__Your objective__
A full, exact copy of the records below is the required answer.

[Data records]
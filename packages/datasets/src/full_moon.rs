//! Full-moon date cleaner.

use std::io::Read;
use std::path::Path;

use civic_stats_dataset_models::FullMoonCalendar;
use serde::Deserialize;

use crate::DatasetError;
use crate::parsing::parse_calendar_date;
use crate::table::{Delimiter, for_each_row, open};

#[derive(Debug, Deserialize)]
struct RawFullMoon {
    #[serde(rename = "Date")]
    date: String,
}

/// Loads and cleans the full-moon export at `path`.
///
/// # Errors
///
/// See [`clean_full_moons`].
pub fn load_full_moons(path: &Path) -> Result<FullMoonCalendar, DatasetError> {
    clean_full_moons(open(path, "full-moon")?)
}

/// Parses every full-moon date into its canonical form.
///
/// # Errors
///
/// Returns [`DatasetError::InvalidDate`] if a date matches none of the
/// supported layouts, or [`DatasetError::Csv`] if a row cannot be parsed.
pub fn clean_full_moons(reader: impl Read) -> Result<FullMoonCalendar, DatasetError> {
    let mut dates = Vec::new();

    for_each_row(reader, Delimiter::Comma, |row, raw: RawFullMoon| {
        let date = parse_calendar_date(&raw.date).ok_or(DatasetError::InvalidDate {
            row,
            value: raw.date,
        })?;
        dates.push(date);
        Ok(())
    })?;

    let calendar = FullMoonCalendar::new(dates);
    log::info!("Loaded {} full-moon dates", calendar.len());

    Ok(calendar)
}

#[cfg(test)]
mod tests {
    use chrono::NaiveDate;

    use super::*;

    #[test]
    fn parses_mixed_layouts() {
        let csv = "Day,Date,Time\n\
                   Thursday,\"January 16, 2014\",04:52:00\n\
                   Friday,14 February 2014,23:53:00\n\
                   Sunday,2014-03-16,17:08:00\n";
        let calendar = clean_full_moons(csv.as_bytes()).unwrap();

        assert_eq!(calendar.len(), 3);
        assert!(calendar.is_full_moon(NaiveDate::from_ymd_opt(2014, 1, 16).unwrap()));
        assert!(calendar.is_full_moon(NaiveDate::from_ymd_opt(2014, 2, 14).unwrap()));
        assert!(calendar.is_full_moon(NaiveDate::from_ymd_opt(2014, 3, 16).unwrap()));
        assert!(!calendar.is_full_moon(NaiveDate::from_ymd_opt(2014, 3, 17).unwrap()));
    }

    #[test]
    fn rejects_unparseable_dates() {
        let csv = "Date\nthe ides of march\n";
        assert!(matches!(
            clean_full_moons(csv.as_bytes()),
            Err(DatasetError::InvalidDate { row: 1, .. })
        ));
    }
}
//! Fills in the `zip` column of location-bearing records.

use civic_stats_dataset_models::{ArrestRecord, CrimeRecord};
use civic_stats_geography::batch::resolve_locations;
use civic_stats_geography::progress::ProgressCallback;
use civic_stats_geography_models::ZipReferenceTable;

use crate::CliError;

/// A record carrying a serialized location and an optional resolved zip.
pub trait Located {
    fn location(&self) -> &str;
    fn set_zip(&mut self, zip: String);
}

impl Located for ArrestRecord {
    fn location(&self) -> &str {
        &self.location
    }

    fn set_zip(&mut self, zip: String) {
        self.zip = Some(zip);
    }
}

impl Located for CrimeRecord {
    fn location(&self) -> &str {
        &self.location
    }

    fn set_zip(&mut self, zip: String) {
        self.zip = Some(zip);
    }
}

/// Resolves the nearest zip for every record.
///
/// With `skip_malformed`, records whose location cannot be decoded are
/// dropped and counted. Otherwise the first one aborts the run.
///
/// # Errors
///
/// Returns [`CliError::Geo`] if the reference table is empty, or
/// [`CliError::MalformedRow`] for an undecodable location when not
/// skipping.
pub fn attach_zips<T: Located>(
    records: Vec<T>,
    table: &ZipReferenceTable,
    skip_malformed: bool,
    progress: &dyn ProgressCallback,
) -> Result<Vec<T>, CliError> {
    let locations: Vec<&str> = records.iter().map(Located::location).collect();
    let zips: Vec<Result<String, _>> = resolve_locations(&locations, table, progress)?
        .into_iter()
        .map(|zip| zip.map(str::to_string))
        .collect();

    let mut kept = Vec::with_capacity(records.len());
    let mut skipped = 0u64;

    for (index, (mut record, zip)) in records.into_iter().zip(zips).enumerate() {
        match zip {
            Ok(zip) => {
                record.set_zip(zip);
                kept.push(record);
            }
            Err(e) if skip_malformed => {
                log::debug!("Skipping row {}: {e}", index + 1);
                skipped += 1;
            }
            Err(e) => {
                return Err(CliError::MalformedRow {
                    row: index + 1,
                    source: e,
                });
            }
        }
    }

    if skipped > 0 {
        log::warn!("Skipped {skipped} rows with malformed locations");
    }

    Ok(kept)
}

__Result of this task__
filename packages/datasets/src/full_moon.rs
//! Full-moon date cleaner.

use std::io::Read;
use std::path::Path;

use civic_stats_dataset_models::FullMoonCalendar;
use serde::Deserialize;

use crate::DatasetError;
use crate::parsing::parse_calendar_date;
use crate::table::{Delimiter, for_each_row, open};

#[derive(Debug, Deserialize)]
struct RawFullMoon {
    #[serde(rename = "Date")]
    date: String,
}

/// Loads and cleans the full-moon export at `path`.
///
/// # Errors
///
/// See [`clean_full_moons`].
pub fn load_full_moons(path: &Path) -> Result<FullMoonCalendar, DatasetError> {
    clean_full_moons(open(path, "full-moon")?)
}

/// Parses every full-moon date into its canonical form.
///
/// # Errors
///
/// Returns [`DatasetError::InvalidDate`] if a date matches none of the
/// supported layouts, or [`DatasetError::Csv`] if a row cannot be parsed.
pub fn clean_full_moons(reader: impl Read) -> Result<FullMoonCalendar, DatasetError> {
    let mut dates = Vec::new();

    for_each_row(reader, Delimiter::Comma, |row, raw: RawFullMoon| {
        let date = parse_calendar_date(&raw.date).ok_or(DatasetError::InvalidDate {
            row,
            value: raw.date,
        })?;
        dates.push(date);
        Ok(())
    })?;

    let calendar = FullMoonCalendar::new(dates);
    log::info!("Loaded {} full-moon dates", calendar.len());

    Ok(calendar)
}

#[cfg(test)]
mod tests {
    use chrono::NaiveDate;

    use super::*;

    #[test]
    fn parses_mixed_layouts() {
        let csv = "Day,Date,Time\n\
                   Thursday,\"January 16, 2014\",04:52:00\n\
                   Friday,14 February 2014,23:53:00\n\
                   Sunday,2014-03-16,17:08:00\n";
        let calendar = clean_full_moons(csv.as_bytes()).unwrap();

        assert_eq!(calendar.len(), 3);
        assert!(calendar.is_full_moon(NaiveDate::from_ymd_opt(2014, 1, 16).unwrap()));
        assert!(calendar.is_full_moon(NaiveDate::from_ymd_opt(2014, 2, 14).unwrap()));
        assert!(calendar.is_full_moon(NaiveDate::from_ymd_opt(2014, 3, 16).unwrap()));
        assert!(!calendar.is_full_moon(NaiveDate::from_ymd_opt(2014, 3, 17).unwrap()));
    }

    #[test]
    fn rejects_unparseable_dates() {
        let csv = "Date\nthe ides of march\n";
        assert!(matches!(
            clean_full_moons(csv.as_bytes()),
            Err(DatasetError::InvalidDate { row: 1, .. })
        ));
    }
}
//! Fills in the `zip` column of location-bearing records.

use civic_stats_dataset_models::{ArrestRecord, CrimeRecord};
use civic_stats_geography::batch::resolve_locations;
use civic_stats_geography::progress::ProgressCallback;
use civic_stats_geography_models::ZipReferenceTable;

use crate::CliError;

/// A record carrying a serialized location and an optional resolved zip.
pub trait Located {
    fn location(&self) -> &str;
    fn set_zip(&mut self, zip: String);
}

impl Located for ArrestRecord {
    fn location(&self) -> &str {
        &self.location
    }

    fn set_zip(&mut self, zip: String) {
        self.zip = Some(zip);
    }
}

impl Located for CrimeRecord {
    fn location(&self) -> &str {
        &self.location
    }

    fn set_zip(&mut self, zip: String) {
        self.zip = Some(zip);
    }
}

/// Resolves the nearest zip for every record.
///
/// With `skip_malformed`, records whose location cannot be decoded are
/// dropped and counted. Otherwise the first one aborts the run.
///
/// # Errors
///
/// Returns [`CliError::Geo`] if the reference table is empty, or
/// [`CliError::MalformedRow`] for an undecodable location when not
/// skipping.
pub fn attach_zips<T: Located>(
    records: Vec<T>,
    table: &ZipReferenceTable,
    skip_malformed: bool,
    progress: &dyn ProgressCallback,
) -> Result<Vec<T>, CliError> {
    let locations: Vec<&str> = records.iter().map(Located::location).collect();
    let zips: Vec<Result<String, _>> = resolve_locations(&locations, table, progress)?
        .into_iter()
        .map(|zip| zip.map(str::to_string))
        .collect();

    let mut kept = Vec::with_capacity(records.len());
    let mut skipped = 0u64;

    for (index, (mut record, zip)) in records.into_iter().zip(zips).enumerate() {
        match zip {
            Ok(zip) => {
                record.set_zip(zip);
                kept.push(record);
            }
            Err(e) if skip_malformed => {
                log::debug!("Skipping row {}: {e}", index + 1);
                skipped += 1;
            }
            Err(e) => {
                return Err(CliError::MalformedRow {
                    row: index + 1,
                    source: e,
                });
            }
        }
    }

    if skipped > 0 {
        log::warn!("Skipped {skipped} rows with malformed locations");
    }

    Ok(kept)
}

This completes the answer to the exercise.